_Prompt:_
When the line containing "#[command(propagate_version = true)]" appears in the entries below, begin printing there and stop after the line containing "Disable colored output"; print each of those lines exactly and no other line.

(Beginning of Excerpted data)

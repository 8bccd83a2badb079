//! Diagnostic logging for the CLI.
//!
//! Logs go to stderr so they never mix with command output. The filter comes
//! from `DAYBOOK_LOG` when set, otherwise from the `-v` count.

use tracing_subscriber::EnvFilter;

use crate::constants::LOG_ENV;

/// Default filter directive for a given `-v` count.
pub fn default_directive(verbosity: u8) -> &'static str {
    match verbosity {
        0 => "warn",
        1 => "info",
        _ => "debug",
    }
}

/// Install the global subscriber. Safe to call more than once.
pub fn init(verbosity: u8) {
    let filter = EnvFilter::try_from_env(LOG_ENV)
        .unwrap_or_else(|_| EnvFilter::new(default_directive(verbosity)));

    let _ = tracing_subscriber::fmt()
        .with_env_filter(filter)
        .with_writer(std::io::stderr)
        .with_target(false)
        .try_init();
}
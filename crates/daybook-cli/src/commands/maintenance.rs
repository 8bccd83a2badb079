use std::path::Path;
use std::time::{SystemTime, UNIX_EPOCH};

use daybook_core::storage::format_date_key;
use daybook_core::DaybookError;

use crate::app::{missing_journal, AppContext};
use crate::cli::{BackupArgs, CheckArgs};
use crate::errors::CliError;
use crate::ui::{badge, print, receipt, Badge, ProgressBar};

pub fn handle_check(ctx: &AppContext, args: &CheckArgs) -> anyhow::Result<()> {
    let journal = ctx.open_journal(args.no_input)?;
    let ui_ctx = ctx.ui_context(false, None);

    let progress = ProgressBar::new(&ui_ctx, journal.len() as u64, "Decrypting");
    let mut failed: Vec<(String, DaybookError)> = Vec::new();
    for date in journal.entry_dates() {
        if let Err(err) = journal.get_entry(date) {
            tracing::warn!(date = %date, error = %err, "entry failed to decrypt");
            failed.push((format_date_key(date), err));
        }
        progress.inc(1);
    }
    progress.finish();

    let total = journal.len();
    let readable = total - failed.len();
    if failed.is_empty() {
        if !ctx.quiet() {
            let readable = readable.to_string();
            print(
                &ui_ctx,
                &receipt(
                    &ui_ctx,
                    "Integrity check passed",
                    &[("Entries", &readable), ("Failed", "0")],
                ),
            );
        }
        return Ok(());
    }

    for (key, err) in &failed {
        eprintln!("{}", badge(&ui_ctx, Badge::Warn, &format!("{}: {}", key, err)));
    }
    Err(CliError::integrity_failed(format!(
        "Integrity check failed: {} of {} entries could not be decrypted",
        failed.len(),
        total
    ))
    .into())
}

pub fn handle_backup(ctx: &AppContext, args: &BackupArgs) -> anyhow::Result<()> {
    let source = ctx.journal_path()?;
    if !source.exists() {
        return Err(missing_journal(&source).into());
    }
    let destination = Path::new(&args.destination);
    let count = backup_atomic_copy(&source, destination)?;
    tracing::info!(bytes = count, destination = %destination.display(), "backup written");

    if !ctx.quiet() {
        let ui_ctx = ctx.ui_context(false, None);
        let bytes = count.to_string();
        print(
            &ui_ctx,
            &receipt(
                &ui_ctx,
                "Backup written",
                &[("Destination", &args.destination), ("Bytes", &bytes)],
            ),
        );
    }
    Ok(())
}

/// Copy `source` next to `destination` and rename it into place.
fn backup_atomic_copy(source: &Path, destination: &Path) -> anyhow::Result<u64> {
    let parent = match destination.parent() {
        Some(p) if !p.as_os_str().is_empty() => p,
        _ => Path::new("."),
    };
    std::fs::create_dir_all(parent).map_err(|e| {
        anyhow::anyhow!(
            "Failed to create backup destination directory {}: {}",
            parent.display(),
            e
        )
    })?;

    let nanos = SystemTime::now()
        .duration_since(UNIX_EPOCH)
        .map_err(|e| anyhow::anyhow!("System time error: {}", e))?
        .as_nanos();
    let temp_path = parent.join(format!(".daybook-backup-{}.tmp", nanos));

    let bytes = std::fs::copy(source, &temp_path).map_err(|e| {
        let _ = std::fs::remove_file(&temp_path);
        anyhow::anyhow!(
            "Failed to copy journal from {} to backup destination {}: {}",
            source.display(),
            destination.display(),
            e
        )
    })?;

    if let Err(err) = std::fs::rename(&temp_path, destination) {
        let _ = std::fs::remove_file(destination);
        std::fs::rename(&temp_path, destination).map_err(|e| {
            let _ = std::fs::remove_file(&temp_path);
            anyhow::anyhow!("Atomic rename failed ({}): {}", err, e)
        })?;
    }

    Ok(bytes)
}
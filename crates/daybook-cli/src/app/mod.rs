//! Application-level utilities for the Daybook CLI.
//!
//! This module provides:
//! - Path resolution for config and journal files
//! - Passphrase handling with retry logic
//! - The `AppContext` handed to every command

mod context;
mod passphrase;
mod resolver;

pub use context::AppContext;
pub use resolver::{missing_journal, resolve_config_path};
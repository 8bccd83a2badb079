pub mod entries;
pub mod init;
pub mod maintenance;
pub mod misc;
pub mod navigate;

(End of Excerpted data)
(Beginning of Excerpted data)

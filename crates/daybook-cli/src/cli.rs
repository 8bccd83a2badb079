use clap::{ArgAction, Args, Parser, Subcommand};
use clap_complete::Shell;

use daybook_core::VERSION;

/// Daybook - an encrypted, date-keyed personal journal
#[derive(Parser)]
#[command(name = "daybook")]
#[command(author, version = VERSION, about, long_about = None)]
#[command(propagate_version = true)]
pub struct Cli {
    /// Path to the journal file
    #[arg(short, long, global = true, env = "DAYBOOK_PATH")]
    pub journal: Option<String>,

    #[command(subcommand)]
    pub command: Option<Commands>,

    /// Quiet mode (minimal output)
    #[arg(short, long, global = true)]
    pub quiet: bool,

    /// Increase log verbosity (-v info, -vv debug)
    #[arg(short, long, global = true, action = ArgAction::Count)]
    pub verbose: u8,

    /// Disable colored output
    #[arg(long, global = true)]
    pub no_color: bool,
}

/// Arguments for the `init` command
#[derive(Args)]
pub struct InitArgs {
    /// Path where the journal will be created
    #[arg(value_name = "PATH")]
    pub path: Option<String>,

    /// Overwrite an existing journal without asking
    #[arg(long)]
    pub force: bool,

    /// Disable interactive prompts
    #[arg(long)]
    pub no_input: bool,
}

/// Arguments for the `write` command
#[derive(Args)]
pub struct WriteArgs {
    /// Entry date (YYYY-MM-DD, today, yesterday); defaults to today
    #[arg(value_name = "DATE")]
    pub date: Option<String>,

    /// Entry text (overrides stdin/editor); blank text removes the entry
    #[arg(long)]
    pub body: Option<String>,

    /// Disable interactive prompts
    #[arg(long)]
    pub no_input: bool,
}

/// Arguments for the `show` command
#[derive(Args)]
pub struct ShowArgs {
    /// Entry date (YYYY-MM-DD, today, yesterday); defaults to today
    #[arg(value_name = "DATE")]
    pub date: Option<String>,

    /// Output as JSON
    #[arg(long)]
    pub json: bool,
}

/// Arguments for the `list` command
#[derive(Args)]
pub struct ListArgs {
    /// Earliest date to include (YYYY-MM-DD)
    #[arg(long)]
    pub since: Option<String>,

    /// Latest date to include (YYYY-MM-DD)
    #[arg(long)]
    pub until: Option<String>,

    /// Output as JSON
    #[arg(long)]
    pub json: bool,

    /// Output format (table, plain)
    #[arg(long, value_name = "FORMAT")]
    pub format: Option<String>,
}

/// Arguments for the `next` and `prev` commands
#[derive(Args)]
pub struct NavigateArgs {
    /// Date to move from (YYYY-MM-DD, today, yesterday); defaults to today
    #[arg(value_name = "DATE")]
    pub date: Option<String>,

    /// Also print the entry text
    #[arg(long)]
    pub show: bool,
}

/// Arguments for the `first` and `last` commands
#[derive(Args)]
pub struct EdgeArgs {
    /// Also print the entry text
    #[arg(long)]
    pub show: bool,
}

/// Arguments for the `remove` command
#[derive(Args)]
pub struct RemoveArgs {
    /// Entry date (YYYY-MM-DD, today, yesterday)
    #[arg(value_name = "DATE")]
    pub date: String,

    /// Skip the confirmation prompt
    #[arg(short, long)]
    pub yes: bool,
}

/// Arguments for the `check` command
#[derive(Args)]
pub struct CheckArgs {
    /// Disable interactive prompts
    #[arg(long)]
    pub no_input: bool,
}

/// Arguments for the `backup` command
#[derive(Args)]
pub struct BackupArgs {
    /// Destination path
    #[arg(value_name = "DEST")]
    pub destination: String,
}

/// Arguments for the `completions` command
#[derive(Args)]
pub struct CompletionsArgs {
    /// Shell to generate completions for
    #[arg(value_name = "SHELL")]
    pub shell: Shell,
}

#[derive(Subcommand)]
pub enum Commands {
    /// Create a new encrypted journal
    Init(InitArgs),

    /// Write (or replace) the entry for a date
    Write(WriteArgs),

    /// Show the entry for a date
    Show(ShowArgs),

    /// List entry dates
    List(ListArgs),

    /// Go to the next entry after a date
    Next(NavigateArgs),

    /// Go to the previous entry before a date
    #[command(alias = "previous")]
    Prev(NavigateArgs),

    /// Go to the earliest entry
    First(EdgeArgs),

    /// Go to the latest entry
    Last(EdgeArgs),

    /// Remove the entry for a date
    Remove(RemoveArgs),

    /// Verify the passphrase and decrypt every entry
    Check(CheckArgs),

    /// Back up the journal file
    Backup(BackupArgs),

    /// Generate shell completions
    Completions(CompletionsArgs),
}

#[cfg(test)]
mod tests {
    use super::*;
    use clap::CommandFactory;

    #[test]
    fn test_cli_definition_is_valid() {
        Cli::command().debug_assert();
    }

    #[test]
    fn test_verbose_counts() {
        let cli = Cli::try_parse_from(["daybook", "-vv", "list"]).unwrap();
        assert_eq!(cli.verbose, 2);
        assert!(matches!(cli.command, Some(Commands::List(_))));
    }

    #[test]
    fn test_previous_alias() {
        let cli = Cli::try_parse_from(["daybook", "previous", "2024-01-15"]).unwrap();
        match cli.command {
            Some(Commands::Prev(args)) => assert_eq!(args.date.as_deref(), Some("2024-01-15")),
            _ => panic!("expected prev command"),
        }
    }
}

(End of Excerpted data)
(Beginning of Excerpted data)

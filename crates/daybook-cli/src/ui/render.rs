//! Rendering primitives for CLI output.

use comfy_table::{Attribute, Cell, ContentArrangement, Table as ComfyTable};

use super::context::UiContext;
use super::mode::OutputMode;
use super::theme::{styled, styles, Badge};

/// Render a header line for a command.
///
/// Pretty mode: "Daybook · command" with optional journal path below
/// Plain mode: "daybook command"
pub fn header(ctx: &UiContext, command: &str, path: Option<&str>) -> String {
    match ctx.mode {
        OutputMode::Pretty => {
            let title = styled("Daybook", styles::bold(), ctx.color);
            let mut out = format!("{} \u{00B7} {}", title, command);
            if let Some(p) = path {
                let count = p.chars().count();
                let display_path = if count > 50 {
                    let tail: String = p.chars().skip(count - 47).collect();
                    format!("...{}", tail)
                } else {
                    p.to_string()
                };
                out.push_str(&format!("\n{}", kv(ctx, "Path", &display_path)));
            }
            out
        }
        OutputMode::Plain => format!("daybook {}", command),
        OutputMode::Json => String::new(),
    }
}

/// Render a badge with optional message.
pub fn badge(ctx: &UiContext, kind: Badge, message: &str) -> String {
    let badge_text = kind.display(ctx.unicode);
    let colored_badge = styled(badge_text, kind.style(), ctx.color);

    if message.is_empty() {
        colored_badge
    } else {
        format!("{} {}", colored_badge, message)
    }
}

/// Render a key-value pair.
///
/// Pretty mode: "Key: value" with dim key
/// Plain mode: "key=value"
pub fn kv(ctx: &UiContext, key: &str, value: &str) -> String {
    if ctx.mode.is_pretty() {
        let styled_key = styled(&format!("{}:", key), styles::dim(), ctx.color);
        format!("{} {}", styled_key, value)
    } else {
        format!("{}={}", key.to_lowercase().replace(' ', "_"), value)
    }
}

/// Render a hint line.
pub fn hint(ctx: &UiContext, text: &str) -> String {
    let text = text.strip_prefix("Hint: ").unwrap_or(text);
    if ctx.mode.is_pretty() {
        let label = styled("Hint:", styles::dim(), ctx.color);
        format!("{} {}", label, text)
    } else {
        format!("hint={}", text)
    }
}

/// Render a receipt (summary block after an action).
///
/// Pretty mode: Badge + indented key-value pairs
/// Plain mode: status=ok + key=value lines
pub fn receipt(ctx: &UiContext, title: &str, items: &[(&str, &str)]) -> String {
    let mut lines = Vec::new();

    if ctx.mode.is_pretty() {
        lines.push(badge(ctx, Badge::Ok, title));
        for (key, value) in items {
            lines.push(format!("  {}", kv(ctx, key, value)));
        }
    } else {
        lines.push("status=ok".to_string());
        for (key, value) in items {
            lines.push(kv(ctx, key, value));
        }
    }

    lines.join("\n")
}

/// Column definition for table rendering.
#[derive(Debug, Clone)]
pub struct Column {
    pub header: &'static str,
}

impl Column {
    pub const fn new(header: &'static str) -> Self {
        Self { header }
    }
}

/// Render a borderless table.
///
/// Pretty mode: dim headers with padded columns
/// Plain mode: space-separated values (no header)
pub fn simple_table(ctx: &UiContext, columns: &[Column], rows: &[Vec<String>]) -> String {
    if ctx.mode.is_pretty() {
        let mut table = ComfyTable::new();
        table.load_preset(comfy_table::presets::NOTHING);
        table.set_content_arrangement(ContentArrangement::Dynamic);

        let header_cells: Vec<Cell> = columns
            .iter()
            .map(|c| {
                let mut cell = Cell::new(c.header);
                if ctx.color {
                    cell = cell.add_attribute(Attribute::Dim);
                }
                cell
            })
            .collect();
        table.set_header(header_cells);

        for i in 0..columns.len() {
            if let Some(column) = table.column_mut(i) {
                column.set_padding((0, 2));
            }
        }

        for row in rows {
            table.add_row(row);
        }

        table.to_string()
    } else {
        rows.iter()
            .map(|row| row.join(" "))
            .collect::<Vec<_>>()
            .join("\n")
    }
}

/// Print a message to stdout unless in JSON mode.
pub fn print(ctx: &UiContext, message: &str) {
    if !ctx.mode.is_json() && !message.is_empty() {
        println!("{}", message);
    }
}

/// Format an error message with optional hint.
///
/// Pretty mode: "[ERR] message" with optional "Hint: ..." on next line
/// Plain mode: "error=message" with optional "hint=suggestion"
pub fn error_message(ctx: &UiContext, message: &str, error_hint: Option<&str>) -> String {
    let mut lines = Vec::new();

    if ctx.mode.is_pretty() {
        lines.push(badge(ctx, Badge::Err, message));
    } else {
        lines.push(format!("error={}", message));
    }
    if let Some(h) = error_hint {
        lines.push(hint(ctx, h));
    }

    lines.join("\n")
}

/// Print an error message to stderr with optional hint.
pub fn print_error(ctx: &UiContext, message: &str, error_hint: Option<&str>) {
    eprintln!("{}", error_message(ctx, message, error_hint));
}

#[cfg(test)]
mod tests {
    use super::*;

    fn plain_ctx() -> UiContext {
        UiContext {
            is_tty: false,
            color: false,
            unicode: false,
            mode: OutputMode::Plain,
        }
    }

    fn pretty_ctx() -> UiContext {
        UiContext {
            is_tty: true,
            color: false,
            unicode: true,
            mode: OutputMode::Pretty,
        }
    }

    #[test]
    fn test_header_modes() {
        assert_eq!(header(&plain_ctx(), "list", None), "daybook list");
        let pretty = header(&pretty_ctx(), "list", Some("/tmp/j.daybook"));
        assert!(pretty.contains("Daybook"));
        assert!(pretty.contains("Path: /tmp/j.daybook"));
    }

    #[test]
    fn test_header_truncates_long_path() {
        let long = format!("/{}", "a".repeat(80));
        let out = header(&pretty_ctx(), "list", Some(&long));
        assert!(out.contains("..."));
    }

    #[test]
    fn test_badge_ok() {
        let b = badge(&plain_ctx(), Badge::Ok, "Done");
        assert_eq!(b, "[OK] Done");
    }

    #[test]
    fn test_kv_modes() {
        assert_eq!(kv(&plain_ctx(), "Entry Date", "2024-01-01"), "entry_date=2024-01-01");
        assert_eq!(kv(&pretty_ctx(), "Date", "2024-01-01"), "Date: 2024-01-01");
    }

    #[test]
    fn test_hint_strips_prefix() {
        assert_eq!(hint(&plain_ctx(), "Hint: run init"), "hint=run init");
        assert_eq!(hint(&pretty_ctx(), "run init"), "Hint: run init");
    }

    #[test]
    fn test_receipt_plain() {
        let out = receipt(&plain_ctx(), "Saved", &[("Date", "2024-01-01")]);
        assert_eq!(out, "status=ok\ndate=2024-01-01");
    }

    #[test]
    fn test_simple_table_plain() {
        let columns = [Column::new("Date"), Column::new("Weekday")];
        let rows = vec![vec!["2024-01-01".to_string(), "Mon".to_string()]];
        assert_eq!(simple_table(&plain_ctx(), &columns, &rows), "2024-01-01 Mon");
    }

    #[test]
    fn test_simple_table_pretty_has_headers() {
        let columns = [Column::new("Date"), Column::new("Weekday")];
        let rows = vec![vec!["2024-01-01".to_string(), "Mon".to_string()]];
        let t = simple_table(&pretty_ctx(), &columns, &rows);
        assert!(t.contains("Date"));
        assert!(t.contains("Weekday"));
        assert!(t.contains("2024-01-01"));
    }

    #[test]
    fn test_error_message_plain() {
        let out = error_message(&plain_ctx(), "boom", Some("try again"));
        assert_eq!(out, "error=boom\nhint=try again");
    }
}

(End of Excerpted data)

_Answer for the task:_
#[command(propagate_version = true)]
pub struct Cli {
    /// Path to the journal file
    #[arg(short, long, global = true, env = "DAYBOOK_PATH")]
    pub journal: Option<String>,

    #[command(subcommand)]
    pub command: Option<Commands>,

    /// Quiet mode (minimal output)
    #[arg(short, long, global = true)]
    pub quiet: bool,

    /// Increase log verbosity (-v info, -vv debug)
    #[arg(short, long, global = true, action = ArgAction::Count)]
    pub verbose: u8,

    /// Disable colored output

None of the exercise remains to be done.